JAK2 Mutation - Effects and Questions

Essential thrombocythemia is an example of a myeloproliferative neoplasm. These are blood cancers that happen when your body produces too many blood cells. from Cleveland Clinic
from JohnsHopkins
Myeloproliferative neoplasms (MPNs) are a group of blood cancers in which the bone marrow produces too many blood cells. When this happens, patients are at risk for blood clotting or bleeding, bone marrow scarring and enlargement of the organs. Most patients affected are in their 60s or older. There are no known cures for most MPNs, although stem cell transplants can help people with myelofibrosis. Still, many patients can experience few or no symptoms for long periods of time, and people with these cancers can live for a long time with proper monitoring and treatment.

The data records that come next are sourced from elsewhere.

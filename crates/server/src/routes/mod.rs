use std::time::Duration;

use axum::{
    Json, Router,
    extract::State,
    http::{Request, header::HeaderName},
    middleware,
    routing::get,
};
use serde::Serialize;
use tower_http::{
    cors::CorsLayer,
    request_id::{MakeRequestUuid, PropagateRequestIdLayer, RequestId, SetRequestIdLayer},
    trace::{DefaultOnFailure, DefaultOnResponse, TraceLayer},
};
use tracing::{Level, field};
use utils::build_info::BUILD_INFO;

use crate::{
    AppState,
    auth::{require_admin, require_manager, require_session},
};

mod access;
mod comments;
mod departments;
pub mod error;
mod identity;
mod notifications;
mod projects;
mod schedule;
mod tags;
mod tasks;

pub fn router(state: AppState) -> Router {
    let trace_layer = TraceLayer::new_for_http()
        .make_span_with(|request: &Request<_>| {
            let request_id = request
                .extensions()
                .get::<RequestId>()
                .and_then(|id| id.header_value().to_str().ok());
            let span = tracing::info_span!(
                "http_request",
                method = %request.method(),
                uri = %request.uri(),
                request_id = field::Empty
            );
            if let Some(request_id) = request_id {
                span.record("request_id", field::display(request_id));
            }
            span
        })
        .on_response(DefaultOnResponse::new().level(Level::INFO))
        .on_failure(DefaultOnFailure::new().level(Level::ERROR));

    let v1_public = Router::<AppState>::new().route("/health", get(health));

    let manager_only = Router::<AppState>::new()
        .merge(projects::manager_router())
        .merge(tasks::manager_router())
        .merge(departments::manager_router())
        .route_layer(middleware::from_fn(require_manager));

    let admin_only = Router::<AppState>::new()
        .merge(departments::admin_router())
        .route_layer(middleware::from_fn(require_admin));

    let v1_protected = Router::<AppState>::new()
        .merge(identity::router())
        .merge(departments::router())
        .merge(projects::router())
        .merge(tasks::router())
        .merge(comments::router())
        .merge(tags::router())
        .merge(notifications::router())
        .merge(schedule::router())
        .merge(manager_only)
        .merge(admin_only)
        .layer(middleware::from_fn_with_state(
            state.clone(),
            require_session,
        ));

    Router::<AppState>::new()
        .nest("/v1", v1_public)
        .nest("/v1", v1_protected)
        .layer(CorsLayer::permissive())
        .layer(trace_layer)
        .layer(PropagateRequestIdLayer::new(HeaderName::from_static(
            "x-request-id",
        )))
        .layer(SetRequestIdLayer::new(
            HeaderName::from_static("x-request-id"),
            MakeRequestUuid {},
        ))
        .with_state(state)
}

#[derive(Serialize)]
pub struct HealthResponse {
    pub status: &'static str,
    pub version: &'static str,
    pub git_commit: &'static str,
    pub git_branch: &'static str,
    pub build_timestamp: &'static str,
    pub database_ready: bool,
}

/// Past this the database counts as unavailable.
const HEALTH_DB_TIMEOUT: Duration = Duration::from_secs(2);

async fn health(State(state): State<AppState>) -> Json<HealthResponse> {
    let probe = sqlx::query("SELECT 1").fetch_one(state.pool());
    let database_ready = matches!(
        tokio::time::timeout(HEALTH_DB_TIMEOUT, probe).await,
        Ok(Ok(_))
    );

    Json(HealthResponse {
        status: if database_ready { "ok" } else { "degraded" },
        version: BUILD_INFO.version,
        git_commit: BUILD_INFO.git_commit,
        git_branch: BUILD_INFO.git_branch,
        build_timestamp: BUILD_INFO.build_timestamp,
        database_ready,
    })
}
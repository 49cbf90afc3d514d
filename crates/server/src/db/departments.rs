use sqlx::PgPool;
use thiserror::Error;
use utils::api::users::Department;

#[derive(Debug, Error)]
pub enum DepartmentError {
    #[error("department `{0}` already exists")]
    Conflict(String),
    #[error(transparent)]
    Database(#[from] sqlx::Error),
}

pub struct DepartmentRepository<'a> {
    pool: &'a PgPool,
}

impl<'a> DepartmentRepository<'a> {
    pub fn new(pool: &'a PgPool) -> Self {
        Self { pool }
    }

    pub async fn list(&self) -> Result<Vec<Department>, DepartmentError> {
        let departments = sqlx::query_as::<_, Department>(
            "SELECT id, name, created_at FROM departments ORDER BY name ASC",
        )
        .fetch_all(self.pool)
        .await?;
        Ok(departments)
    }

    pub async fn create(&self, name: &str) -> Result<Department, DepartmentError> {
        sqlx::query_as::<_, Department>(
            r#"
            INSERT INTO departments (name)
            VALUES ($1)
            RETURNING id, name, created_at
            "#,
        )
        .bind(name)
        .fetch_one(self.pool)
        .await
        .map_err(|error| {
            if super::violated_constraint(&error) == Some("departments_name_key") {
                return DepartmentError::Conflict(name.to_string());
            }
            DepartmentError::from(error)
        })
    }
}
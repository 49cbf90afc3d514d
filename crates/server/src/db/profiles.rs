use sqlx::PgPool;
use thiserror::Error;
use utils::api::users::{Profile, Role};
use uuid::Uuid;

#[derive(Debug, Error)]
pub enum ProfileError {
    #[error("user not found")]
    NotFound,
    #[error("department not found")]
    UnknownDepartment,
    #[error(transparent)]
    Database(#[from] sqlx::Error),
}

const PROFILE_COLUMNS: &str =
    "id, email, display_name, role, department_id, created_at, updated_at";

pub struct ProfileRepository<'a> {
    pool: &'a PgPool,
}

impl<'a> ProfileRepository<'a> {
    pub fn new(pool: &'a PgPool) -> Self {
        Self { pool }
    }

    pub async fn fetch(&self, user_id: Uuid) -> Result<Profile, ProfileError> {
        self.find(user_id).await?.ok_or(ProfileError::NotFound)
    }

    pub async fn find(&self, user_id: Uuid) -> Result<Option<Profile>, ProfileError> {
        let profile = sqlx::query_as::<_, Profile>(&format!(
            "SELECT {PROFILE_COLUMNS} FROM profiles WHERE id = $1"
        ))
        .bind(user_id)
        .fetch_optional(self.pool)
        .await?;
        Ok(profile)
    }

    /// Lists users, restricted to one department when `department_id` is set.
    pub async fn list(&self, department_id: Option<Uuid>) -> Result<Vec<Profile>, ProfileError> {
        let profiles = sqlx::query_as::<_, Profile>(&format!(
            r#"
            SELECT {PROFILE_COLUMNS}
            FROM profiles
            WHERE ($1::uuid IS NULL OR department_id = $1)
            ORDER BY email ASC
            "#
        ))
        .bind(department_id)
        .fetch_all(self.pool)
        .await?;
        Ok(profiles)
    }

    /// Updates role and/or department. `department_id` follows the
    /// absent / clear / set convention of `Option<Option<_>>`.
    pub async fn update(
        &self,
        user_id: Uuid,
        role: Option<Role>,
        department_id: Option<Option<Uuid>>,
    ) -> Result<Profile, ProfileError> {
        let (set_department, department_value) = match department_id {
            None => (false, None),
            Some(value) => (true, value),
        };

        sqlx::query_as::<_, Profile>(&format!(
            r#"
            UPDATE profiles AS p
            SET role          = COALESCE($2, p.role),
                department_id = CASE WHEN $3 THEN $4 ELSE p.department_id END,
                updated_at    = NOW()
            WHERE p.id = $1
            RETURNING {PROFILE_COLUMNS}
            "#
        ))
        .bind(user_id)
        .bind(role)
        .bind(set_department)
        .bind(department_value)
        .fetch_optional(self.pool)
        .await
        .map_err(|error| {
            if super::violated_constraint(&error) == Some("profiles_department_id_fkey") {
                return ProfileError::UnknownDepartment;
            }
            ProfileError::from(error)
        })?
        .ok_or(ProfileError::NotFound)
    }
}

I see the Oncologist in October and will again discuss the dosage. He did not want to reduce it last time as platelets are in the 450 range. He wants to keep it below 500 (a big reduction from 1700! when they discovered this condition.
We did reduce the low dosage aspirin to 1 every other day due to excessive bruising. Thanks for the responses. I did see the one from the dentist and I will discuss with dentist re mouth sores which I don't have at the moment.

Great to hear that someone on here has been taking this for so long and it’s still working. The other medication choice is newer and is very expensive and has a different bunch of side effects to watch for. Hydroxyurea has been around since the 1960’s. I hope it keeps working for me. I’m just eight months in since my PV Diagnoses.

I have MDS/MPN with Thrombocytosis which means I have very high platelets (over 1.2 million). I was originally diagnosed with MDS in early 2021, and then developed ET in March of this year due to a JAK2 mutation.

My Hematologist/Oncologist told me that my ET is definitely cancer. I am taking 500 mg a day of Hydroxyurea and will need to take it for the rest of my life. I have no side effects at all from the drug.

I have been on hydroxyurea for 10 months now after getting a diagnosis of ET Jak2.....My mouth got sores on my tongue, down my throat, and on my lips initially. I was taking HU daily, and my oncologist/urologist, took me off for 5 days, then started me back at 3X a week for a 3 month period....then added a fourth pill that I take Saturday, Sunday, Tuesday, Thursday and after 3 months he increased my dosage to 5 one week and 4 the next. What I am saying is, that the gradual increase has worked to put my platelet count back in the normal range, and no more sores. We are going to hold at this level as long as my platelet count stays in the normal range.
Wanted to share my experience because it worked so well for me. Oh...and I had headaches initially as well, but not now with the gradual increase. Hoping this helps.
Wishing good things for everyone.
Ginger

I totally agree and I listen to my blood doctor as she is the top hematologist here. Misinformation is scary and confusing

Hydroxyurea is know to cause gum sensitivity and mouth sores. Although I agree to go get it checked, I wouldn’t be concerned that it was cancerous. Good luck!

Sorry I spelled hu incorrectly

My blood doc. Says otherwise, that it is a cancer. I am discovering that Some doctors have different opinions. I wish someone would clarify this for all of us.
I asked my doctor, after the last comment regarding this and she said that opinion was wrong, which makes it quite confusing. Can someone shed some light on this

I think your Hemo should check WHO and CDC. ET with Jak2 is considered a chronic cancer.